── Data for the task

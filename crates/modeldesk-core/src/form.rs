//! Form derivation
//!
//! This module derives everything a model detail/edit/create screen needs
//! from the schema view:
//! - `FormLayout`: which fields appear, how they render and whether they
//!   are editable in the current `FormMode`
//! - `FormValidator`: per-field value rules bound to one model
//! - `FormState`: baseline and current values with dirty tracking
//! - `prepare_submit`: validation, diffing and coercion into a `SubmitPlan`
//! - `ProfileForm` / `SignUpForm`: the account forms outside the model
//!   screens

pub mod account;
pub mod layout;
pub mod state;
pub mod validate;

// Re-exports
pub use account::{ProfileForm, SignUpForm};
pub use layout::{EditControl, FieldSpec, FormLayout, ViewRender, edit_control, is_editable, view_render};
pub use state::{FormState, SubmitPlan, coerce, default_values, display_values, prepare_submit};
pub use validate::{FormValidator, ValueRule};

/// Form mode
#[derive(Debug, Clone, Copy, PartialEq, Eq, Hash)]
pub enum FormMode {
	/// Read-only detail view
	View,
	/// Editing an existing record
	Edit,
	/// Creating a new record
	Create,
}

impl FormMode {
	/// Id 0 creates, otherwise the edit intent decides between Edit and View
	///
	/// # Examples
	///
	/// ```
	/// use modeldesk_core::form::FormMode;
	///
	/// assert_eq!(FormMode::resolve(0, false), FormMode::Create);
	/// assert_eq!(FormMode::resolve(7, true), FormMode::Edit);
	/// assert_eq!(FormMode::resolve(7, false), FormMode::View);
	/// ```
	pub fn resolve(id: u64, edit_intent: bool) -> Self {
		if id == 0 {
			FormMode::Create
		} else if edit_intent {
			FormMode::Edit
		} else {
			FormMode::View
		}
	}

	/// Whether the form accepts input at all
	pub fn is_writable(&self) -> bool {
		match self {
			FormMode::View => false,
			FormMode::Edit | FormMode::Create => true,
		}
	}
}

────

### What to work on
Return the listing above in its exact form.

### Answer
filename crates/modeldesk-core/src/form.rs
//! Form derivation
//!
//! This module derives everything a model detail/edit/create screen needs
//! from the schema view:
//! - `FormLayout`: which fields appear, how they render and whether they
//!   are editable in the current `FormMode`
//! - `FormValidator`: per-field value rules bound to one model
//! - `FormState`: baseline and current values with dirty tracking
//! - `prepare_submit`: validation, diffing and coercion into a `SubmitPlan`
//! - `ProfileForm` / `SignUpForm`: the account forms outside the model
//!   screens

pub mod account;
pub mod layout;
pub mod state;
pub mod validate;

// Re-exports
pub use account::{ProfileForm, SignUpForm};
pub use layout::{EditControl, FieldSpec, FormLayout, ViewRender, edit_control, is_editable, view_render};
pub use state::{FormState, SubmitPlan, coerce, default_values, display_values, prepare_submit};
pub use validate::{FormValidator, ValueRule};

/// Form mode
#[derive(Debug, Clone, Copy, PartialEq, Eq, Hash)]
pub enum FormMode {
	/// Read-only detail view
	View,
	/// Editing an existing record
	Edit,
	/// Creating a new record
	Create,
}

impl FormMode {
	/// Id 0 creates, otherwise the edit intent decides between Edit and View
	///
	/// # Examples
	///
	/// ```
	/// use modeldesk_core::form::FormMode;
	///
	/// assert_eq!(FormMode::resolve(0, false), FormMode::Create);
	/// assert_eq!(FormMode::resolve(7, true), FormMode::Edit);
	/// assert_eq!(FormMode::resolve(7, false), FormMode::View);
	/// ```
	pub fn resolve(id: u64, edit_intent: bool) -> Self {
		if id == 0 {
			FormMode::Create
		} else if edit_intent {
			FormMode::Edit
		} else {
			FormMode::View
		}
	}

	/// Whether the form accepts input at all
	pub fn is_writable(&self) -> bool {
		match self {
			FormMode::View => false,
			FormMode::Edit | FormMode::Create => true,
		}
	}
}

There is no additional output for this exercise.